Indeed, there seems to be no redemption in the horizon and Nigerians are finding it difficult to understand why the president is so ensconced to mediocrity. Nigeria is blessed with a vast array of highly competent professionals, globally acknowledged as distinguished, persons of honor and integrity. There is, therefore, no reason the country cannot be governed with the best hands except for the wrong disposition of the appointer, on whose desk the buck stops! Buhari must break from past errors and do a major cabinet shake-up. In other words, Buhari should appoint people who understand the system and have what it takes to make the system work. He should keep at arm’s length parvenus, sycophants and opportunists who see appointments as an invitation to “come and chop” instead of an opportunity to serve. What the country deserves at this critical time are statesmen and women of good conscience who are not perverted by the spoils of office but are persuaded by conviction.

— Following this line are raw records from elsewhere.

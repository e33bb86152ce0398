//! Error types for the diff crate.

/// Errors that can occur while rendering diff output.
///
/// Classification itself never fails: missing baselines and unknown
/// components are skipped, not reported as errors.
#[derive(Debug, thiserror::Error)]
pub enum DiffError {
    /// Serialization or deserialization error.
    #[error("serialization error: {0}")]
    Serialization(#[from] serde_json::Error),
}

/// Convenience alias for diff results.
pub type DiffResult<T> = Result<T, DiffError>;
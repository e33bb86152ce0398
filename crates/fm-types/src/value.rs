use std::cmp::Ordering;
use std::fmt;

use serde::de::{self, Visitor};
use serde::{Deserialize, Deserializer, Serialize};

/// A scalar field value as reported by a source.
///
/// Nested structures never appear at this layer; device trees are flattened
/// upstream. Comparisons throughout factmerge go through [`Value::trimmed`],
/// so `Int(4)` and `Text(" 4 ")` are the same value once rendered.
#[derive(Clone, Debug, Default, PartialEq, Eq, Hash, Serialize)]
#[serde(untagged)]
pub enum Value {
    /// Absent or explicitly null.
    #[default]
    Null,
    /// Integer value.
    Int(i64),
    /// Free-form text.
    Text(String),
}

impl Value {
    /// Render the value as text. `Null` renders as the empty string.
    pub fn as_text(&self) -> String {
        match self {
            Self::Null => String::new(),
            Self::Int(n) => n.to_string(),
            Self::Text(s) => s.clone(),
        }
    }

    /// Render the value as text with surrounding whitespace removed.
    pub fn trimmed(&self) -> String {
        match self {
            Self::Text(s) => s.trim().to_string(),
            other => other.as_text(),
        }
    }

    /// Returns `true` for `Null` and for whitespace-only text.
    pub fn is_empty(&self) -> bool {
        match self {
            Self::Null => true,
            Self::Int(_) => false,
            Self::Text(s) => s.trim().is_empty(),
        }
    }

    /// Returns `true` if this value is `Null`.
    pub fn is_null(&self) -> bool {
        matches!(self, Self::Null)
    }

    /// Display ordering: `Null` first, integers by number, anything else by
    /// trimmed text.
    pub fn display_cmp(&self, other: &Value) -> Ordering {
        match (self, other) {
            (Self::Int(a), Self::Int(b)) => a.cmp(b),
            _ if self.is_null() || other.is_null() => other.is_null().cmp(&self.is_null()),
            _ => self.trimmed().cmp(&other.trimmed()),
        }
    }
}

impl fmt::Display for Value {
    fn fmt(&self, f: &mut fmt::Formatter<'_>) -> fmt::Result {
        match self {
            Self::Null => Ok(()),
            Self::Int(n) => write!(f, "{n}"),
            Self::Text(s) => f.write_str(s),
        }
    }
}

impl From<&str> for Value {
    fn from(s: &str) -> Self {
        Self::Text(s.to_string())
    }
}

impl From<String> for Value {
    fn from(s: String) -> Self {
        Self::Text(s)
    }
}

impl From<i64> for Value {
    fn from(n: i64) -> Self {
        Self::Int(n)
    }
}

impl<T: Into<Value>> From<Option<T>> for Value {
    fn from(v: Option<T>) -> Self {
        v.map_or(Self::Null, Into::into)
    }
}

/// Probes emit loosely typed JSON; booleans and floats are kept as text so a
/// single odd field never rejects a whole fact file.
impl<'de> Deserialize<'de> for Value {
    fn deserialize<D: Deserializer<'de>>(deserializer: D) -> Result<Self, D::Error> {
        struct ValueVisitor;

        impl<'de> Visitor<'de> for ValueVisitor {
            type Value = Value;

            fn expecting(&self, f: &mut fmt::Formatter<'_>) -> fmt::Result {
                f.write_str("a string, number, boolean, or null")
            }

            fn visit_unit<E: de::Error>(self) -> Result<Value, E> {
                Ok(Value::Null)
            }

            fn visit_none<E: de::Error>(self) -> Result<Value, E> {
                Ok(Value::Null)
            }

            fn visit_some<D: Deserializer<'de>>(self, d: D) -> Result<Value, D::Error> {
                Value::deserialize(d)
            }

            fn visit_bool<E: de::Error>(self, b: bool) -> Result<Value, E> {
                Ok(Value::Text(b.to_string()))
            }

            fn visit_i64<E: de::Error>(self, n: i64) -> Result<Value, E> {
                Ok(Value::Int(n))
            }

            fn visit_u64<E: de::Error>(self, n: u64) -> Result<Value, E> {
                Ok(i64::try_from(n).map_or_else(|_| Value::Text(n.to_string()), Value::Int))
            }

            fn visit_f64<E: de::Error>(self, n: f64) -> Result<Value, E> {
                Ok(Value::Text(n.to_string()))
            }

            fn visit_str<E: de::Error>(self, s: &str) -> Result<Value, E> {
                Ok(Value::Text(s.to_string()))
            }

            fn visit_string<E: de::Error>(self, s: String) -> Result<Value, E> {
                Ok(Value::Text(s))
            }
        }

        deserializer.deserialize_any(ValueVisitor)
    }
}

#[cfg(test)]
mod tests {
    use proptest::prelude::*;

    use super::*;

    #[test]
    fn null_renders_empty() {
        assert_eq!(Value::Null.as_text(), "");
        assert!(Value::Null.is_empty());
    }

    #[test]
    fn whitespace_text_is_empty() {
        assert!(Value::from("   ").is_empty());
        assert!(!Value::from(" x ").is_empty());
    }

    #[test]
    fn int_and_text_trim_to_same() {
        assert_eq!(Value::Int(4).trimmed(), Value::from(" 4 ").trimmed());
    }

    #[test]
    fn zero_is_not_empty() {
        assert!(!Value::Int(0).is_empty());
    }

    #[test]
    fn deserializes_untagged() {
        let v: Vec<Value> = serde_json::from_str(r#"["a", 7, null]"#).unwrap();
        assert_eq!(v, vec![Value::from("a"), Value::Int(7), Value::Null]);
    }

    #[test]
    fn serializes_untagged() {
        let json = serde_json::to_string(&vec![Value::from("a"), Value::Int(7), Value::Null]).unwrap();
        assert_eq!(json, r#"["a",7,null]"#);
    }

    #[test]
    fn loose_json_kept_as_text() {
        let v: Vec<Value> = serde_json::from_str("[true, 2.5, 18446744073709551615]").unwrap();
        assert_eq!(
            v,
            vec![
                Value::from("true"),
                Value::from("2.5"),
                Value::from("18446744073709551615"),
            ]
        );
    }

    #[test]
    fn display_order_is_numeric_for_integers() {
        assert_eq!(Value::from(2).display_cmp(&Value::from(10)), Ordering::Less);
        assert_eq!(Value::from("10").display_cmp(&Value::from("2")), Ordering::Less);
        assert_eq!(Value::Null.display_cmp(&Value::from(-5)), Ordering::Less);
        assert_eq!(Value::from("a").display_cmp(&Value::Null), Ordering::Greater);
        assert_eq!(Value::Null.display_cmp(&Value::Null), Ordering::Equal);
        assert_eq!(Value::from(" b").display_cmp(&Value::from("b")), Ordering::Equal);
    }

    #[test]
    fn option_conversion() {
        assert_eq!(Value::from(None::<&str>), Value::Null);
        assert_eq!(Value::from(Some("x")), Value::from("x"));
    }

    proptest! {
        #[test]
        fn json_round_trip_preserves_text(n in any::<i64>(), s in "[ a-z0-9]{0,12}") {
            let values = vec![Value::from(n), Value::from(s.as_str()), Value::Null];
            let json = serde_json::to_string(&values).unwrap();
            let back: Vec<Value> = serde_json::from_str(&json).unwrap();
            prop_assert_eq!(back.iter().map(Value::as_text).collect::<Vec<_>>(),
                values.iter().map(Value::as_text).collect::<Vec<_>>());
        }
    }
}
//! Field-by-field comparison of two records.

use std::collections::{BTreeMap, BTreeSet};

use fm_types::Record;

use crate::report::{FieldDiff, Status};

/// The outcome of comparing a baseline record with a merged record.
#[derive(Clone, Debug, Default, PartialEq, Eq)]
pub struct RecordComparison {
    /// `true` iff every compared field is [`Status::Unchanged`].
    pub matched: bool,
    pub fields: BTreeMap<String, FieldDiff>,
    /// Field names that took part in the comparison.
    pub keys: BTreeSet<String>,
}

/// Compare `left` (baseline) with `right` (merged) over the union of their
/// field names, minus `ignored`.
///
/// Values compare as trimmed text, and an empty value counts as absent:
/// a value only on the left is `-`, only on the right is `+`, different on
/// both sides is `?`, equal (or empty on both sides) is unchanged.
pub fn compare_records(left: &Record, right: &Record, ignored: &BTreeSet<String>) -> RecordComparison {
    let keys: BTreeSet<String> = left
        .fields()
        .chain(right.fields())
        .filter(|field| !ignored.contains(*field))
        .map(str::to_string)
        .collect();

    let mut matched = true;
    let mut fields = BTreeMap::new();
    for key in &keys {
        let left_value = left.text(key).unwrap_or_default();
        let right_value = right.text(key).unwrap_or_default();
        let status = match (left_value.is_empty(), right_value.is_empty()) {
            (false, true) => Status::Removed,
            (true, false) => Status::Added,
            _ if left_value == right_value => Status::Unchanged,
            _ => Status::Changed,
        };
        if status != Status::Unchanged {
            matched = false;
        }
        fields.insert(
            key.clone(),
            FieldDiff {
                status,
                left_value,
                right_value,
            },
        );
    }

    RecordComparison {
        matched,
        fields,
        keys,
    }
}
use std::collections::BTreeMap;
use std::fs;
use std::path::Path;

use anyhow::Context;
use colored::Colorize;
use fm_diff::{DiffEngine, DiffReport, ReportKind, Status};
use fm_rank::QualityTable;
use fm_scan::{sort_results, Facts, ReconConfig, Reconciler, Record, ScanInput};
use fm_types::MERGED_SOURCE;

use crate::cli::*;

pub fn run_command(cli: Cli) -> anyhow::Result<()> {
    let format = cli.format;
    let config_path = cli.config;
    match cli.command {
        Command::Merge(args) => cmd_merge(args, config_path.as_deref(), format),
        Command::Diff(args) => cmd_diff(args, config_path.as_deref(), format),
        Command::Reconcile(args) => cmd_reconcile(args, config_path.as_deref(), format),
        Command::Select(args) => cmd_select(args, config_path.as_deref(), format),
        Command::Rank(args) => cmd_rank(args, config_path.as_deref(), format),
        Command::Config(args) => cmd_config(args, config_path.as_deref()),
    }
}

fn load_config(path: Option<&Path>) -> anyhow::Result<ReconConfig> {
    match path {
        Some(path) => ReconConfig::load(path)
            .with_context(|| format!("loading configuration from {}", path.display())),
        None => Ok(ReconConfig::default()),
    }
}

fn read_input(path: &Path) -> anyhow::Result<ScanInput> {
    let text = fs::read_to_string(path).with_context(|| format!("reading {}", path.display()))?;
    ScanInput::from_json(&text).with_context(|| format!("parsing {}", path.display()))
}

fn reconciler_for(config: ReconConfig, input: &ScanInput) -> anyhow::Result<Reconciler> {
    let reconciler = Reconciler::new(config)?;
    Ok(reconciler.with_external(input.external_priorities.clone()))
}

fn cmd_merge(args: MergeArgs, config: Option<&Path>, format: OutputFormat) -> anyhow::Result<()> {
    let config = load_config(config)?;
    let input = read_input(&args.facts)?;
    let reconciler = reconciler_for(config, &input)?;
    let mut merged = reconciler.merge_device(&input.facts)?;
    if args.sort {
        sort_results(&mut merged, reconciler.config());
    }

    let tables: BTreeMap<&str, &[Record]> = merged
        .iter()
        .filter(|(component, _)| args.component.as_deref().map_or(true, |c| c == component.as_str()))
        .filter_map(|(component, by_source)| {
            by_source
                .get(MERGED_SOURCE)
                .and_then(Facts::as_table)
                .map(|rows| (component.as_str(), rows))
        })
        .collect();

    if let Some(component) = &args.component {
        if tables.is_empty() {
            anyhow::bail!("{component} is not a record table present in {}", args.facts.display());
        }
    }

    match format {
        OutputFormat::Json => println!("{}", serde_json::to_string_pretty(&tables)?),
        OutputFormat::Text => {
            for (component, rows) in &tables {
                println!("{} ({} records)", component.bold(), rows.len());
                for row in *rows {
                    println!("  {}", render_record(row));
                }
            }
        }
    }
    Ok(())
}

fn cmd_diff(args: DiffArgs, config: Option<&Path>, format: OutputFormat) -> anyhow::Result<()> {
    let config = load_config(config)?;
    config.validate()?;
    let input = read_input(&args.facts)?;
    let mut engine = DiffEngine::new(config);
    if let Some(source) = args.against {
        engine = engine.with_proposed_source(source);
    }
    print_reports(&engine.diff(&input.facts), format)
}

fn cmd_reconcile(args: ReconcileArgs, config: Option<&Path>, format: OutputFormat) -> anyhow::Result<()> {
    let config = load_config(config)?;
    let input = read_input(&args.facts)?;
    let outcome = Reconciler::new(config)?.reconcile_input(&input)?;
    let mut reports = outcome.diff;
    if args.changed_only {
        reports.retain(|_, report| !report.is_equal);
    }
    print_reports(&reports, format)
}

fn cmd_select(args: SelectArgs, config: Option<&Path>, format: OutputFormat) -> anyhow::Result<()> {
    let config = load_config(config)?;
    let input = read_input(&args.facts)?;
    let reconciler = reconciler_for(config, &input)?;
    let selected = reconciler.select(&input.facts, args.management || input.is_management);

    match format {
        OutputFormat::Json => println!("{}", serde_json::to_string_pretty(&selected)?),
        OutputFormat::Text => {
            for (component, facts) in &selected {
                println!("{}: {}", component.bold(), render_facts(facts));
            }
        }
    }
    Ok(())
}

fn cmd_rank(args: RankArgs, config: Option<&Path>, format: OutputFormat) -> anyhow::Result<()> {
    let config = load_config(config)?;
    let table = QualityTable::from_config(&config);
    let ranked = table.rank_sources(args.sources.as_slice(), &args.component);

    match format {
        OutputFormat::Json => println!("{}", serde_json::to_string_pretty(&ranked)?),
        OutputFormat::Text => {
            println!("Merge order for {} (lowest trust first):", args.component.bold());
            for (position, source) in ranked.iter().enumerate() {
                let quality = source.quality.to_string();
                let quality = if table.explicit_quality(&source.source, &args.component).is_some() {
                    quality.cyan()
                } else {
                    format!("{quality} (default)").dimmed()
                };
                println!("  {}. {} {}", position + 1, source.source.yellow(), quality);
            }
        }
    }
    Ok(())
}

fn cmd_config(args: ConfigArgs, config: Option<&Path>) -> anyhow::Result<()> {
    let config = if args.defaults {
        ReconConfig::default()
    } else {
        load_config(config)?
    };
    print!("{}", config.to_toml_string()?);
    Ok(())
}

fn print_reports(reports: &BTreeMap<String, DiffReport>, format: OutputFormat) -> anyhow::Result<()> {
    if format == OutputFormat::Json {
        println!("{}", fm_diff::reports_to_json(reports)?);
        return Ok(());
    }
    if reports.is_empty() {
        println!("Nothing to report.");
        return Ok(());
    }
    for (component, report) in reports {
        print_report(component, report);
    }
    let changed = reports.values().filter(|r| !r.is_equal).count();
    if changed == 0 {
        println!("{} All {} components match the baseline.", "✓".green().bold(), reports.len());
    } else {
        println!("{} {} of {} components differ.", "✗".red().bold(), changed, reports.len());
    }
    Ok(())
}

fn print_report(component: &str, report: &DiffReport) {
    let mark = if report.is_equal { "=".green() } else { "≠".red() };
    print!("{} {} [{}]", mark, component.bold(), report.kind.label().dimmed());
    if report.meta.no_value.iter().any(|c| c == component) {
        print!(" {}", "(no value)".dimmed());
    }
    println!();

    if report.kind != ReportKind::Dicts {
        return;
    }
    for entry in report.entries() {
        let line = format!("{:>1} {}", entry.status.symbol(), render_record(&entry.items));
        let line = match entry.status {
            Status::Added => line.green(),
            Status::Removed => line.red(),
            Status::Changed => line.yellow(),
            Status::Unchanged => line.normal(),
        };
        println!("    {line}");
        if entry.status != Status::Changed {
            continue;
        }
        if let Some(fields) = &entry.dict_diff {
            for (field, diff) in fields.iter().filter(|(_, d)| d.status != Status::Unchanged) {
                println!(
                    "        {} {}: {} → {}",
                    diff.status.symbol(),
                    field,
                    diff.left_value.red(),
                    diff.right_value.green()
                );
            }
        }
    }
    println!(
        "    {} added, {} removed, {} changed",
        report.meta.add_items_count, report.meta.remove_items_count, report.meta.change_items_count
    );
}

fn render_record(record: &Record) -> String {
    record
        .iter()
        .filter(|(_, value)| !value.is_empty())
        .map(|(field, value)| format!("{field}={}", value.trimmed()))
        .collect::<Vec<_>>()
        .join(", ")
}

fn render_facts(facts: &Facts) -> String {
    match facts {
        Facts::Scalar(value) => value.trimmed(),
        Facts::List(values) => values
            .iter()
            .map(|v| v.trimmed())
            .collect::<Vec<_>>()
            .join(", "),
        Facts::Table(rows) => format!("{} records", rows.len()),
    }
}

Those are people who would look the president in the eye and tell him the bitter truth where his desires and policies are inimical to the public interest. They are those who merely by looking at the president’s face know his pains and what to do to ease the pain in the interest of the nation. Those attributes come with experience, discipline, patriotism, altruism and competence. Very few in the cabinet are imbued with these virtues. Greed, self-centeredness, myopism, dishonesty, crude incompetence and lust for the trappings of power and the spoils of office, all amounting to self-aggrandizement are what many have in abundance. What they are capable of contributing to the growth of the nation, nay the enrichment of the Nigerian people counts for nothing.
As the CEO of the federation, the president has the right to hire and fire his appointees at will. This right is constitutionally guaranteed and consistent with common sense. It is just that Nigerians bear the brunt of such poor choices any time he hires the wrong set of people. That is why his right to hire must be exercised with circumspection and great introspection. He owes Nigerians good governance as a matter of obligation and social contract. So, his right to hire is curtailed by the right of Nigerians to be governed well, responsibly and productively. Because in the ultimate, Nigerians pay the salary of Mr. President and his appointees and they are the ones who must be satisfied with their performance.